Domestically, a new war is underway: an outright war on the poor, where those who can't -- because of unemployment or other reasons -- keep up with their financial obligations are threatened with imprisonment for non-payment of bills, taxes, child support, court fees, parking tickets, etc. Indeed, we as a society have regressed to the days of Oliver Twist and workhouses. Prisoners must work for their keep these days as low cost producers for corporations, and quaint notions like labor laws or minimum wages do not apply to them.

Prisons have been privatized, and prisoners are just another commodity to be profited from in the capitalist system, like pork bellies, or wheat futures. Judges, like police, have been proved to have quotas: they are expected to meet a production goal where, like a factory worker, a certain number of people must be imprisoned each month or year. After all, the owners of these prisons are top campaign contributors, and they provide "jobs" to the local economy, so they must be kept happy. Cops, like judges, are under pressure to do their part in maintaining prison occupancy rates.

Any fool can see that this is not a description of a society, as anthropologists might have studied 100 years ago, but of a catabolic process, whereby a sick or diseased body (politic) greedily consumes itself on the way to the grave. And, as they quietly lament around my way, "it is what it is."

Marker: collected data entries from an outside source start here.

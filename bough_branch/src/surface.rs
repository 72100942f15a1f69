// Copyright 2026 the Bough Authors
// SPDX-License-Identifier: Apache-2.0 OR MIT

//! The seam between branch geometry and an actual drawing backend.

use kurbo::{CubicBez, Point, Rect};

/// A drawing backend that can receive one branch stroke.
///
/// Implementations are typically thin shims over a canvas, a scene builder,
/// or a display list. For every edge, [`prepare_region`](Self::prepare_region)
/// arrives strictly before the stroke it bounds, so a backend that backs
/// each edge with its own canvas can size and place that canvas first.
///
/// The renderer never inspects the paint it strokes with; pick whatever
/// color or brush representation the backend understands as
/// [`Paint`](Self::Paint).
pub trait DrawSurface {
    /// Opaque stroke paint, threaded through
    /// [`crate::BranchRenderer::render`] untouched.
    type Paint;

    /// Sizes and positions the backing surface for an upcoming stroke.
    ///
    /// `region` is the bounding rectangle of the curve, relative to the
    /// child box origin. The curve that follows is local to this region.
    fn prepare_region(&mut self, region: Rect);

    /// Strokes one cubic Bézier at the given width. No fill.
    fn stroke_cubic(&mut self, curve: CubicBez, width: f64, paint: &Self::Paint);

    /// Places a small filled dot marking a curve control point.
    ///
    /// Only called when [`crate::RenderFlags::CONTROL_MARKERS`] is set. The
    /// default does nothing; surfaces that visualize control points override
    /// this and pick their own contrasting fill.
    fn control_marker(&mut self, center: Point, radius: f64) {
        let _ = (center, radius);
    }
}
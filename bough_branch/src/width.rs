// Copyright 2026 the Bough Authors
// SPDX-License-Identifier: Apache-2.0 OR MIT

//! Stroke-width policy for branch curves.
//!
//! Branches near the root are drawn thicker and taper as nesting deepens, so
//! the eye can follow a limb from the trunk outward. The whole policy scales
//! uniformly with zoom, with a floor that keeps deep branches visible at any
//! zoom level.

/// Stroke width of a branch attached directly to the root, at zoom 1.
pub const BASE_LINE_WIDTH: f64 = 12.0;

/// Width lost per level of nesting, at zoom 1.
pub const DEPTH_TAPER: f64 = 2.0;

/// Lower bound on every stroke width, regardless of depth and zoom.
pub const MIN_LINE_WIDTH: f64 = 2.0;

/// Stroke width for a branch ending at a node of the given `depth`.
///
/// Linear taper, scaled by `zoom`, clamped to [`MIN_LINE_WIDTH`]. Total over
/// all integer depths: callers pass `depth - 1` to obtain the parent
/// branch's width when centering a join, which is `-1` for a child of the
/// root.
#[must_use]
pub fn line_width(zoom: f64, depth: i32) -> f64 {
    let width = zoom * (BASE_LINE_WIDTH - f64::from(depth) * DEPTH_TAPER);
    width.max(MIN_LINE_WIDTH)
}

#[cfg(test)]
mod tests {
    use super::{MIN_LINE_WIDTH, line_width};

    #[test]
    fn tapers_with_depth_until_floor() {
        assert_eq!(line_width(1.0, 1), 10.0);
        assert_eq!(line_width(1.0, 2), 8.0);
        assert_eq!(line_width(1.0, 3), 6.0);
        // Depths 5 and beyond all sit on the floor.
        assert_eq!(line_width(1.0, 5), MIN_LINE_WIDTH);
        assert_eq!(line_width(1.0, 40), MIN_LINE_WIDTH);
    }

    #[test]
    fn monotonically_non_increasing_in_depth() {
        for zoom in [0.25, 0.5, 1.0, 2.0, 3.0] {
            let mut previous = line_width(zoom, -1);
            for depth in 0..12 {
                let width = line_width(zoom, depth);
                assert!(
                    width <= previous,
                    "width grew from {previous} to {width} at depth {depth}, zoom {zoom}"
                );
                previous = width;
            }
        }
    }

    #[test]
    fn linear_in_zoom_above_the_floor() {
        for depth in -1..5 {
            assert_eq!(line_width(2.0, depth), 2.0 * line_width(1.0, depth));
        }
    }

    #[test]
    fn floor_holds_for_tiny_zoom_and_negative_depth() {
        assert!(line_width(0.01, 5) >= MIN_LINE_WIDTH);
        assert_eq!(line_width(1.0, -1), 14.0);
        assert!(line_width(0.05, -1) >= MIN_LINE_WIDTH);
    }
}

And yet, it is worse: for those that escape these first three evils -- drugs, the "war on terror" and poverty -- which I have briefly detailed, there is a fourth evil to be circumvented: what the sociologists call "structural violence." And this takes two forms. The first comes in the form of what psychiatrists term "frustration aggression." Watch industrially raised chickens, confined to 2/3 of a square foot of cage space, artificial lighting, and a diet of drugs and GMO feedstock engage in vicious acts of cannibalism, and you will get a sense of what that is. The ghetto is a similarly sociologically confined space, and frustration and the inability to cope or escape can lead to misplaced violence or acting out against others.

The second type of violence is institutionalized violence, where, in an intentional process of social engineering, one group or class of people is taught to hate and fear another group or class. This is the process that I, employing Gregory Bateson's insights, term schismogenesis. It is divide and rule at its most base level: Civil wars, genocide, pogroms, mob violence, etc.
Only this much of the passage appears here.